I made wine using Smuckers strawberry jam in the past, it came out very good. I used Lalvin71B 1122 yeast. Is there a better yeast I should use because the Lalvin 71B stopped around 1.020.


----------



## Sammyk (Mar 28, 2013)

I have never had a jam wine stop except one time and it was too cold. I use 71B for all my wines because it works great for fruit and I mostly make fruit wines.. I have made several jam wines.

Just my thoughts.


----------



## Duster (Mar 28, 2013)

what was your starting SG? Is it possible that it stopped do to alcohol toxicity? 
there is several things that could have caused it. I like Red Star, Cote des Blanc but I have never used 71B so I can't really say


----------



## jerry (Mar 28, 2013)

My starting sg was 1.100


----------



## BernardSmith (Mar 28, 2013)

I had a similar problem although I used Red Star champagne yeast. I added more sugar and the fermentation took off again and fermented dry. I wonder if the problem may have something to do with high fructose syrups used in some commercial jams.


----------



## jerry (Mar 28, 2013)

I never used jelly, just jam. I think jelly would have a lot less sediment when racking, but I think the jam would taste better and have more nutrients .


----------



## skyrat (Mar 28, 2013)

BernardSmith said:


> I had a similar problem although I used Red Star champagne yeast. I added more sugar and the fermentation took off again and fermented dry. I wonder if the problem may have something to do with high fructose syrups used in some commercial jams.

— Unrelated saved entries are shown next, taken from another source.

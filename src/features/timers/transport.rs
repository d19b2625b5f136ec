//! Delivery transport seam.
//!
//! The scheduler only needs four capabilities: resolve a channel, resolve a
//! user, open a DM, and send a payload. [`DiscordTransport`] implements them
//! over the serenity HTTP client; tests substitute a mock.

use super::embeds::TimerNotification;
use crate::core::TimerError;
use async_trait::async_trait;
use log::warn;
use serenity::http::Http;
use serenity::model::id::{ChannelId, UserId};
use std::sync::Arc;

#[async_trait]
pub trait DeliveryTransport: Send + Sync {
    /// Resolve a stored channel id to a sendable channel. `None` when the
    /// channel no longer exists or the bot lost access.
    async fn resolve_channel(&self, channel_id: &str) -> Result<Option<String>, TimerError>;

    /// Resolve a stored user id. `None` when the user cannot be found.
    async fn resolve_user(&self, user_id: &str) -> Result<Option<String>, TimerError>;

    /// Open (or reuse) a direct conversation with a user, returning its
    /// channel id.
    async fn open_direct_channel(&self, user_id: &str) -> Result<String, TimerError>;

    /// Deliver a notification to a resolved channel.
    async fn send(&self, channel_id: &str, note: &TimerNotification) -> Result<(), TimerError>;
}

/// Discord implementation over the serenity HTTP client.
pub struct DiscordTransport {
    http: Arc<Http>,
}

impl DiscordTransport {
    pub fn new(http: Arc<Http>) -> Self {
        DiscordTransport { http }
    }
}

fn parse_snowflake(raw: &str) -> Option<u64> {
    raw.parse::<u64>().ok()
}

#[async_trait]
impl DeliveryTransport for DiscordTransport {
    async fn resolve_channel(&self, channel_id: &str) -> Result<Option<String>, TimerError> {
        let Some(id) = parse_snowflake(channel_id) else {
            return Ok(None);
        };
        match self.http.get_channel(id).await {
            Ok(channel) => Ok(Some(channel.id().0.to_string())),
            Err(err) => {
                warn!("could not resolve channel {channel_id}: {err}");
                Ok(None)
            }
        }
    }

    async fn resolve_user(&self, user_id: &str) -> Result<Option<String>, TimerError> {
        let Some(id) = parse_snowflake(user_id) else {
            return Ok(None);
        };
        match self.http.get_user(id).await {
            Ok(user) => Ok(Some(user.id.0.to_string())),
            Err(err) => {
                warn!("could not resolve user {user_id}: {err}");
                Ok(None)
            }
        }
    }

    async fn open_direct_channel(&self, user_id: &str) -> Result<String, TimerError> {
        let id = parse_snowflake(user_id).ok_or_else(|| {
            TimerError::DestinationUnresolved(format!("malformed user id {user_id}"))
        })?;
        let channel = UserId(id)
            .create_dm_channel(&self.http)
            .await
            .map_err(|err| {
                TimerError::DestinationUnresolved(format!("could not open DM with {user_id}: {err}"))
            })?;
        Ok(channel.id.0.to_string())
    }

    async fn send(&self, channel_id: &str, note: &TimerNotification) -> Result<(), TimerError> {
        let id = parse_snowflake(channel_id).ok_or_else(|| {
            TimerError::DestinationUnresolved(format!("malformed channel id {channel_id}"))
        })?;
        let embed = note.to_embed();
        ChannelId(id)
            .send_message(&self.http, |message| {
                if let Some(content) = &note.content {
                    message.content(content);
                }
                message.set_embed(embed)
            })
            .await
            .map_err(TimerError::transport)?;
        Ok(())
    }
}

I think you are correct about the high fructose. I do a Raspberry Wine from Jam and it finishes out the same around 1.020 (using Pasteur Red). Don't think the yeast is the issue since 3 different yeasts are all stopping "early". 

I don't push it further since after Oaking we like it with the residual sugar at that level.


----------



## Luc (Mar 29, 2013)

BernardSmith said:


> I had a similar problem although I used Red Star champagne yeast. I added more sugar and the fermentation took off again and fermented dry. I wonder if the problem may have something to do with high fructose syrups used in some commercial jams.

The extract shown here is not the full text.